Charles Hong, Sahil Bhatia, Alvin Cheung, and Yakun Sophia Shao
UC Berkeley
By this point, we’re all aware of the remarkable capabilities of large language models (LLMs). Whether it’s summarizing, rewriting, or generating new ideas, LLMs far exceed the abilities of previous techniques when it comes to dealing with any textual interface, including code. Yet, anyone who has tried to code with LLMs knows their limitations. While ChatGPT can whip up practically any boilerplate Python script you could ask for, it becomes much less reliable when more niche APIs or languages come into play, let alone new hardware platforms.
As computer architecture researchers at UC Berkeley’s SLICE Lab, we became interested in leveraging LLMs to write low-level software for hardware accelerators (see below for why this is an important problem). However, we found that LLMs couldn’t accomplish much in a zero-shot setting (see our prior work), and given the nature of pre-training, we don’t think this will change any time soon. We believe this calls for a more domain-specific approach.
We present Autocomp, the first LLM-driven code optimization approach for low-resource tensor accelerator code generation. Autocomp incorporates domain knowledge, hardware correctness/performance feedback, and novel strategies for response diversity to automatically search for performant code.
Our generated code significantly outperforms hand-optimized code across a wide range of workloads and across different tensor accelerator configurations. We also find that schedules generated by Autocomp provide valuable insight into the scheduling process, and can be reused to speed up scheduling of new, similar workloads.
Read the rest of this blog post for a full explanation of our methods and learn about the incredibly promising results!
Hardware accelerators have become a critical driving force for the recent breakthroughs in machine learning. They provide hundred-fold improvements in performance and energy efficiency in running deep neural networks (DNNs), and this has led to an increasing number of accelerators for tensor processing in recent years. These accelerators take advantage of DNNs’ regular tensor-based computations, the limited number of operators used, and their low-precision data representations by using specialized hardware architectures such as systolic arrays. Despite these simplifications, there are many different ways to build a tensor accelerator. They differ in size, dataflow, programming model, etc., ranging from the tiny Raspberry Pi AI HAT to Cerebras’s wafer-scale CS-3 and beyond.

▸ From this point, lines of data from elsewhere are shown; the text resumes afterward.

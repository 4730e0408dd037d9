use common::model::game::{Move, Outcome};
use rand::{rngs::SmallRng, Rng, SeedableRng};

/// One round from the point of view of the strategy that played it.
#[derive(Debug, Clone, Copy, PartialEq, Eq)]
pub struct Round {
    pub my_move: Move,
    pub their_move: Move,
    pub outcome: Outcome,
}

impl Round {
    pub fn new(my_move: Move, their_move: Move) -> Self {
        Round {
            my_move,
            their_move,
            outcome: Outcome::of(my_move, their_move),
        }
    }
}

pub trait Strategy {
    fn make_move(&mut self, history: &[Round]) -> Move;
}

// Trivial strategies
pub struct Constant(pub Move);
impl Strategy for Constant {
    fn make_move(&mut self, _: &[Round]) -> Move {
        self.0
    }
}

/// ROCK, PAPER, SCISSORS, ROCK, ...
pub struct Cycle;
impl Strategy for Cycle {
    fn make_move(&mut self, history: &[Round]) -> Move {
        Move::ALL[history.len() % Move::ALL.len()]
    }
}

// Reactive
/// Plays whatever beats the opponent's previous move.
pub struct BeatLast;
impl Strategy for BeatLast {
    fn make_move(&mut self, history: &[Round]) -> Move {
        history
            .last()
            .map(|round| round.their_move.counter())
            .unwrap_or(Move::Rock)
    }
}

/// Repeats the opponent's previous move.
pub struct CopyLast;
impl Strategy for CopyLast {
    fn make_move(&mut self, history: &[Round]) -> Move {
        history
            .last()
            .map(|round| round.their_move)
            .unwrap_or(Move::Rock)
    }
}

// Random
pub struct RandomMove {
    rng: SmallRng,
}

impl RandomMove {
    pub fn new(seed: u64) -> Self {
        RandomMove {
            rng: SmallRng::seed_from_u64(seed),
        }
    }
}

impl Strategy for RandomMove {
    fn make_move(&mut self, _: &[Round]) -> Move {
        Move::ALL[self.rng.random_range(0..Move::ALL.len())]
    }
}

#[cfg(test)]
mod tests {
    use super::*;

    fn play(strategy: &mut dyn Strategy, their_moves: &[Move]) -> Vec<Move> {
        let mut history = Vec::new();
        let mut mine = Vec::new();
        for their_move in their_moves {
            let my_move = strategy.make_move(&history);
            mine.push(my_move);
            history.push(Round::new(my_move, *their_move));
        }
        mine
    }

    #[test]
    fn cycle_walks_canonical_order() {
        let moves = play(&mut Cycle, &[Move::Rock; 4]);
        assert_eq!(
            moves,
            vec![Move::Rock, Move::Paper, Move::Scissors, Move::Rock]
        );
    }

    #[test]
    fn reactive_strategies_follow_last_move() {
        let theirs = [Move::Scissors, Move::Paper, Move::Rock];
        assert_eq!(
            play(&mut BeatLast, &theirs),
            vec![Move::Rock, Move::Rock, Move::Scissors]
        );
        assert_eq!(
            play(&mut CopyLast, &theirs),
            vec![Move::Rock, Move::Scissors, Move::Paper]
        );
    }

    #[test]
    fn random_is_reproducible() {
        let theirs = [Move::Rock; 30];
        assert_eq!(
            play(&mut RandomMove::new(5), &theirs),
            play(&mut RandomMove::new(5), &theirs)
        );
    }

    #[test]
    fn round_outcome_is_from_my_side() {
        assert_eq!(Round::new(Move::Paper, Move::Rock).outcome, Outcome::Win);
    }
}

Most users write hardware-agnostic code in libraries such as PyTorch or JAX. However, this code need to be translated to the underlying hardware. You likely know that when PyTorch code is run on NVIDIA GPUs, that code eventually gets compiled to CUDA. But what about other accelerators? Some compilers, like XLA, TVM, and Triton, support a few different hardware backends, but primarily focus on CPUs and GPUs. Generally, software for a new accelerator must be developed by whoever built it, and this is no easy task.
Adapting compilers to new hardware platforms has always been difficult, due to things like vendor- and implementation-specific ISAs (instruction set architectures). As a result, new accelerator implementations often require large amounts of hand-optimized code written for key kernels such as matrix multiplication or convolution. And even once a compiler exists, generating performant code runs into the classical “scheduling” problem, i.e., deciding which optimizations to apply and in what order. For general-purpose backends (CPUs and GPUs), these passes have been iteratively developed and refined by experts over many years, and there is plenty of data available to train deep learning models or even LLMs. However, this is not the case for new hardware.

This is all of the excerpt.